• Task instructions:
Below are records; please set down exactly the lines from the first through the one containing "PATH 2 hot-appends".

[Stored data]

::::::::

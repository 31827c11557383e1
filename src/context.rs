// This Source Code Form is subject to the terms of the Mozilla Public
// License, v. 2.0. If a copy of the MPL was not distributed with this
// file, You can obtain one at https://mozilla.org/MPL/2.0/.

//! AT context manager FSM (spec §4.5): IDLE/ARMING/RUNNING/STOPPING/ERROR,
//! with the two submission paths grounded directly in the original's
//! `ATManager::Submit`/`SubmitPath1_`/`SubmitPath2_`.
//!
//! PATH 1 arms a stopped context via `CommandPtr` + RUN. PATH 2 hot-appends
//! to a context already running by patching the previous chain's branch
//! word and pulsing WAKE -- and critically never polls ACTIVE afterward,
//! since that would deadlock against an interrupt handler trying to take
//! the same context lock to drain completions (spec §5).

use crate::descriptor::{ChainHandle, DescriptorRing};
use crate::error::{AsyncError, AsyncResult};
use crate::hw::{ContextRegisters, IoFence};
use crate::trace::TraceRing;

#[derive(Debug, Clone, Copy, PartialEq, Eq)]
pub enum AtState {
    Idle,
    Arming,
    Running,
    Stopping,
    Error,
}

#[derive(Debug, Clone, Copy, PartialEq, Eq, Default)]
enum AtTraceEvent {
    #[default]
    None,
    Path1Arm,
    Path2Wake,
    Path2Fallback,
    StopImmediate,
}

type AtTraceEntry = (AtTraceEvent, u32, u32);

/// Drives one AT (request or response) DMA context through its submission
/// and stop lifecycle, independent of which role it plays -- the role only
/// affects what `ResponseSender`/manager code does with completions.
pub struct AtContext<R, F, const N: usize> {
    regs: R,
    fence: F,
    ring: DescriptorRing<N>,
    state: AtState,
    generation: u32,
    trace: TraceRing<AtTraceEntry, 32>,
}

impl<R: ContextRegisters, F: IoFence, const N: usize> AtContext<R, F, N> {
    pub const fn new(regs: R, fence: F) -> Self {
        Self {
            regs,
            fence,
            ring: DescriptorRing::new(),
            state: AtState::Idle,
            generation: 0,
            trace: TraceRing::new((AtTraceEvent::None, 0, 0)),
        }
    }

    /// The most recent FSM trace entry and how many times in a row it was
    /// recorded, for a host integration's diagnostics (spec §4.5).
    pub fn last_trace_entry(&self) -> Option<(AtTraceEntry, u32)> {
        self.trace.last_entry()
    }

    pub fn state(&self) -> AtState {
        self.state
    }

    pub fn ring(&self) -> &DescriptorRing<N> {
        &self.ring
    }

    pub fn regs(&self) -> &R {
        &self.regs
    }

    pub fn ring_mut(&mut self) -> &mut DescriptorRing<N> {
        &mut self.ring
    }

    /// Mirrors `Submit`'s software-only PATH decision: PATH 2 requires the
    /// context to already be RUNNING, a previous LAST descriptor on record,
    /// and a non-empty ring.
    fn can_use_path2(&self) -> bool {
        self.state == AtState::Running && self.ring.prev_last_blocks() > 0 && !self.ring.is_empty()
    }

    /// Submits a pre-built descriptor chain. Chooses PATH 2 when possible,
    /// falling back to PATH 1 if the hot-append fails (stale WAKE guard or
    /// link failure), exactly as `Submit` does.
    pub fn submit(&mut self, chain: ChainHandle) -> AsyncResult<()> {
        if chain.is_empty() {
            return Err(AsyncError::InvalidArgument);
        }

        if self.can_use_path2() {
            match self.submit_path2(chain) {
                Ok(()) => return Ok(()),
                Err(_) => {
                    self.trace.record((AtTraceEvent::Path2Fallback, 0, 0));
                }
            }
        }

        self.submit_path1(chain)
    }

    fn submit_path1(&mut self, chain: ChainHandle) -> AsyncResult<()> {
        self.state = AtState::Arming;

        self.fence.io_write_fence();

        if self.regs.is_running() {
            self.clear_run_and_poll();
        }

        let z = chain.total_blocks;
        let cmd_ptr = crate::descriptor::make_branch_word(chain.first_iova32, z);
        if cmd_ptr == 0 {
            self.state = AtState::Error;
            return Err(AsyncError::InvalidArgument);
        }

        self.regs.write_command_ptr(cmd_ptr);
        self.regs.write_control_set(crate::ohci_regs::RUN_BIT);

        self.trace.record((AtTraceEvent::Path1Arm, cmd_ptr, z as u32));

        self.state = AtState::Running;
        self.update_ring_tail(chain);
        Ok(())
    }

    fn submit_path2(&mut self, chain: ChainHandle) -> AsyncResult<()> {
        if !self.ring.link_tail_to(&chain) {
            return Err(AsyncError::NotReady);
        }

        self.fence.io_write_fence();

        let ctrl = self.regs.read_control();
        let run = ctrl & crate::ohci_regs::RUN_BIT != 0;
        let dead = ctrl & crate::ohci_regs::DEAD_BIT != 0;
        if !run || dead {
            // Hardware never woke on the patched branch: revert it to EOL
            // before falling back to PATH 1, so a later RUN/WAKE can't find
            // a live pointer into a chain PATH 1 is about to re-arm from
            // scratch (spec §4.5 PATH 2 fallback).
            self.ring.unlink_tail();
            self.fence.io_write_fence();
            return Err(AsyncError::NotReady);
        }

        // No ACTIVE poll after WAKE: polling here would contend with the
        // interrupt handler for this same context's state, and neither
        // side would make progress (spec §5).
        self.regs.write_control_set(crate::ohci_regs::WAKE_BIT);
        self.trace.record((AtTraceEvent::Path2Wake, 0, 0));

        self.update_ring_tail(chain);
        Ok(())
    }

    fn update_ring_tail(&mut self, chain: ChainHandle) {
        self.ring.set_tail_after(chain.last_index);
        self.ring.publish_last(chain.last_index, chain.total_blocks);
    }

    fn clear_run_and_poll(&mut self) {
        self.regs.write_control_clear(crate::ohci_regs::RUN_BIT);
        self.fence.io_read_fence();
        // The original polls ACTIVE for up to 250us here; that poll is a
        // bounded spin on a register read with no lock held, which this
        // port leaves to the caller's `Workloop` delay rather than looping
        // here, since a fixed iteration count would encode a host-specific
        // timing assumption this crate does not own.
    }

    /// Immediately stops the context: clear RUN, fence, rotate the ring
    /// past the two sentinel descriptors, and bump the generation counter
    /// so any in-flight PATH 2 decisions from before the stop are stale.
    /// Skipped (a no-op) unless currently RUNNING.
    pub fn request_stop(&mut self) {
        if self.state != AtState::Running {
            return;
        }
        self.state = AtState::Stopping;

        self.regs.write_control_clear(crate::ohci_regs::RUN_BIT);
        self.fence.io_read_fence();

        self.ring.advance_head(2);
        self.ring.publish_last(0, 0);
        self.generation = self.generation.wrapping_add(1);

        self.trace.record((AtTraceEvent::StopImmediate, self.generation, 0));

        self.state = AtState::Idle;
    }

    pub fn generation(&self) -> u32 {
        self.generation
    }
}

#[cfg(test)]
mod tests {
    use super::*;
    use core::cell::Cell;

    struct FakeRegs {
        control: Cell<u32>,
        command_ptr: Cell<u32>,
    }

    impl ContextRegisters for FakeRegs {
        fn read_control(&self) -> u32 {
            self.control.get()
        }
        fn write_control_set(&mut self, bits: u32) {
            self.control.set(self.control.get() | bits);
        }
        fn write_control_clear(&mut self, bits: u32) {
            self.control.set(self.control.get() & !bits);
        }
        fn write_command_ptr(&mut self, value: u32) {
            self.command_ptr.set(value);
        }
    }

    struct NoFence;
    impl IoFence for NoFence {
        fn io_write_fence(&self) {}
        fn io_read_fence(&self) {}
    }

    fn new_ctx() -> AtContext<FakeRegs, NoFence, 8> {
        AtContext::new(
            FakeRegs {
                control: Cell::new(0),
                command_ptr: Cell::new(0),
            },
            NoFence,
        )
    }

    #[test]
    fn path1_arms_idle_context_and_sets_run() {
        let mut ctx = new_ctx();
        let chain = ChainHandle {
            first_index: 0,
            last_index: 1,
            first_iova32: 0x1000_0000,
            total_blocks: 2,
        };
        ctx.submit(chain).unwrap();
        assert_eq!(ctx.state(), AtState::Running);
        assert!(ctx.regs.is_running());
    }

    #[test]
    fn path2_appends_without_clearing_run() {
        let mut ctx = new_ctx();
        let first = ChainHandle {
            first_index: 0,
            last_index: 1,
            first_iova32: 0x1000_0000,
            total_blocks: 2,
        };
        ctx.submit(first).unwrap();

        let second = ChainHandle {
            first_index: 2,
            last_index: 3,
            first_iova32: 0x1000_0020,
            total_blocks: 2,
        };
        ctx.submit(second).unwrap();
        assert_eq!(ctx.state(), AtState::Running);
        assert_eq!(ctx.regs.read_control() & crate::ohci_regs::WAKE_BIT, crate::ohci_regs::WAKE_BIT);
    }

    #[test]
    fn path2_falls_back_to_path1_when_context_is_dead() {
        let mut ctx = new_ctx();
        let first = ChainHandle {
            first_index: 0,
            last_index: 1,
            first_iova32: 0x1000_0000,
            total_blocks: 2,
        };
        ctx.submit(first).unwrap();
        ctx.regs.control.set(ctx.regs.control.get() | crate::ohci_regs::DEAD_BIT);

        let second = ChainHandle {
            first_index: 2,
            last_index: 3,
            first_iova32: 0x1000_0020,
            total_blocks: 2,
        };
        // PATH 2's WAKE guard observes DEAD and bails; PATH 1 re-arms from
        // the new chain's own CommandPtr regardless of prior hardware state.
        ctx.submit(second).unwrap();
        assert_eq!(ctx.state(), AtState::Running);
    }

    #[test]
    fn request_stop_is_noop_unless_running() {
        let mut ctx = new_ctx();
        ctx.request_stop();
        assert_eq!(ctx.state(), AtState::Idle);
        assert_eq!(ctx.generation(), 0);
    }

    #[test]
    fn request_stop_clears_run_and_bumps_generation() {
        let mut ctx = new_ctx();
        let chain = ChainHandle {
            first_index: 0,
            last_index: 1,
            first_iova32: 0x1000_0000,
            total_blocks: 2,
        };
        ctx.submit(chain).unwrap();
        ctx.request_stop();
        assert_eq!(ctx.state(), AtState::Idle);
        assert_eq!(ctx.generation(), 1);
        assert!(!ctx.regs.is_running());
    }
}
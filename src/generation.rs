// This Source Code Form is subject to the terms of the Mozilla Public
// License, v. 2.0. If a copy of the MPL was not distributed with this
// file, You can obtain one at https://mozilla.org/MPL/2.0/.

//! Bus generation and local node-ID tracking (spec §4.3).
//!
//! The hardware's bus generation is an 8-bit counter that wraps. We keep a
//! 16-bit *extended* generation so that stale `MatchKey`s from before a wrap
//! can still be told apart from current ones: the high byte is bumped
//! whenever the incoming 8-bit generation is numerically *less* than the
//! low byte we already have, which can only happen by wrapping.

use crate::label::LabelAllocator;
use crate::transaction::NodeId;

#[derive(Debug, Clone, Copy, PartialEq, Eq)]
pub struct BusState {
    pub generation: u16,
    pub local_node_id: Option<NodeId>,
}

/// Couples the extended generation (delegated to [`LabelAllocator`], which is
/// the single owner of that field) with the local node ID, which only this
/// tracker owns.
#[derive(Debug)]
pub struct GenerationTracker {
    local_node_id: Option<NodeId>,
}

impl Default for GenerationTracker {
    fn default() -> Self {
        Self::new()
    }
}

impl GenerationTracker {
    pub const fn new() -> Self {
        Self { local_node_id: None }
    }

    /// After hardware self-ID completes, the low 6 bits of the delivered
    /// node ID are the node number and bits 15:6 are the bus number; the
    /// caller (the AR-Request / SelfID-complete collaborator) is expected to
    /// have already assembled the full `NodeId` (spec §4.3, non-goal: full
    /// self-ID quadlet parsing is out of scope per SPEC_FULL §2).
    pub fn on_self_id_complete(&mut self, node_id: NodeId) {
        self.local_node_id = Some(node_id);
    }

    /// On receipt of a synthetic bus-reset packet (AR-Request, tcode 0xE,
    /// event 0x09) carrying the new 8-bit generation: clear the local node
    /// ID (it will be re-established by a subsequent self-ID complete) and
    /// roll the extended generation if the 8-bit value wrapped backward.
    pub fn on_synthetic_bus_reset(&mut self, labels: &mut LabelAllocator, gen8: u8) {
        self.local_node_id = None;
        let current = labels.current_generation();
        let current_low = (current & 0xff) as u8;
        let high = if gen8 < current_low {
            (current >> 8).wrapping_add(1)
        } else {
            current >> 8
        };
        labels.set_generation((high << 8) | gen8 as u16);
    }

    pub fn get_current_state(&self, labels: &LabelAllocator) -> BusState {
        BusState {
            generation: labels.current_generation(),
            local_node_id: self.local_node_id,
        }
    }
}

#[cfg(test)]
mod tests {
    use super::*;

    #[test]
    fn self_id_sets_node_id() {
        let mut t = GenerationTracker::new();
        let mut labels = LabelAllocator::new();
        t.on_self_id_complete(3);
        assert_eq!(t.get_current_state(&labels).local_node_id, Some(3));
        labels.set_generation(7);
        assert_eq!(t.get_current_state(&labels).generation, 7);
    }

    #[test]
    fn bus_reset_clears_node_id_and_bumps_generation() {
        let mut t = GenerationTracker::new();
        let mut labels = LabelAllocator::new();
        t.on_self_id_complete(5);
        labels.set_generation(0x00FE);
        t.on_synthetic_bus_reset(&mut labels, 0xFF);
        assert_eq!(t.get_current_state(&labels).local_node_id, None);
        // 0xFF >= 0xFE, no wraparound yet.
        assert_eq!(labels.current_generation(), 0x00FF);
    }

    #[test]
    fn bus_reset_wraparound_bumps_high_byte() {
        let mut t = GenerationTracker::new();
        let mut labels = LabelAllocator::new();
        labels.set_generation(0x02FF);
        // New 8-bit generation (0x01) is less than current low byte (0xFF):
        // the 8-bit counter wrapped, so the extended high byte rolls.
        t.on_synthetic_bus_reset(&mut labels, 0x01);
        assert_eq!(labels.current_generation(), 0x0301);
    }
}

::::::::

• Exercise answer:
repository 31827c11557383e1
filename src/context.rs
// This Source Code Form is subject to the terms of the Mozilla Public
// License, v. 2.0. If a copy of the MPL was not distributed with this
// file, You can obtain one at https://mozilla.org/MPL/2.0/.

//! AT context manager FSM (spec §4.5): IDLE/ARMING/RUNNING/STOPPING/ERROR,
//! with the two submission paths grounded directly in the original's
//! `ATManager::Submit`/`SubmitPath1_`/`SubmitPath2_`.
//!
//! PATH 1 arms a stopped context via `CommandPtr` + RUN. PATH 2 hot-appends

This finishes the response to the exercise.